Mars Entry Trajectory Planning with Range Discretization and Successive Convexification

This paper develops a sequential convex programming approach for Mars entry trajectory planning by range discretization. To improve the accuracy of numerical integration, the range of entry trajectory is selected as the independent variable rather than time or energy. A dilation factor is employed to normalize the entry dynamics and integration interval of the performance index so that the difficult free-final-time programming problem can be converted to a fixed-final-range optimization problem. The bank angle rate with respect to the range is introduced as the new control input in order to decouple the control from the state and facilitate convexification of constraints on the bank angle and its rate.

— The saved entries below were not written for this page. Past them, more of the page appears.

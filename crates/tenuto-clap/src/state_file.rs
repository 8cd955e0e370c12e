//! On-disk container for a plugin's opaque state blob.
//!
//! The blob is wrapped with a magic tag, a format version and the plugin id,
//! so truncated files, foreign files and files saved by another plugin are
//! rejected before any byte reaches the plugin.

use crate::error::{HostError, Result};
use serde::{Deserialize, Serialize};
use std::fs;
use std::io;
use std::path::Path;

const MAGIC: [u8; 4] = *b"TNST";
const FORMAT_VERSION: u16 = 1;

#[derive(Debug, Clone, PartialEq, Serialize, Deserialize)]
pub struct StateFile {
    magic: [u8; 4],
    version: u16,
    pub plugin_id: String,
    pub data: Vec<u8>,
}

impl StateFile {
    pub fn new(plugin_id: impl Into<String>, data: Vec<u8>) -> Self {
        Self {
            magic: MAGIC,
            version: FORMAT_VERSION,
            plugin_id: plugin_id.into(),
            data,
        }
    }

    pub fn encode(&self) -> Result<Vec<u8>> {
        Ok(bincode::serialize(self)?)
    }

    pub fn decode(bytes: &[u8]) -> Result<Self> {
        let file: StateFile = bincode::deserialize(bytes)
            .map_err(|e| HostError::StateRestore(format!("malformed state file: {e}")))?;
        if file.magic != MAGIC {
            return Err(HostError::StateRestore("not a state file".into()));
        }
        if file.version != FORMAT_VERSION {
            return Err(HostError::StateRestore(format!(
                "unsupported state format version {}",
                file.version
            )));
        }
        Ok(file)
    }

    /// Write atomically: the file at `path` is either the old one or the new one.
    pub fn save(&self, path: &Path) -> Result<()> {
        let bytes = self.encode()?;
        let Some(name) = path.file_name() else {
            let err = io::Error::new(io::ErrorKind::InvalidInput, "state path has no file name");
            return Err(err.into());
        };
        let mut tmp_name = name.to_os_string();
        tmp_name.push(".tmp");
        let tmp = path.with_file_name(tmp_name);
        fs::write(&tmp, bytes)?;
        fs::rename(&tmp, path)?;
        Ok(())
    }

    pub fn load(path: &Path) -> Result<Self> {
        Self::decode(&fs::read(path)?)
    }

    /// Reject a file saved by a different plugin.
    pub fn check_plugin(&self, plugin_id: &str) -> Result<()> {
        if self.plugin_id != plugin_id {
            return Err(HostError::StateRestore(format!(
                "state belongs to {}, not {}",
                self.plugin_id, plugin_id
            )));
        }
        Ok(())
    }
}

The nonlinear bank angle rate constraint is further relaxed into a linear one via inequality relaxation. Moreover, the nonconvex minimum-time performance index is convexified by regarding flight time as a state variable. Then, the Mars entry trajectory planning problem can be formulated into the framework of convex programming after linearization. By range discretization and successive convexification, the reformulated Mars entry trajectory planning problem is transcribed into a series of convex optimization sub-problems that can be sequentially solved using the convex programming algorithm. The virtual control and adaptive trust-region techniques are employed to improve the accuracy, robustness, and computation efficiency of the algorithm. Numerical simulations with comparative studies are presented to demonstrate the convergence performance and efficiency of the proposed algorithm.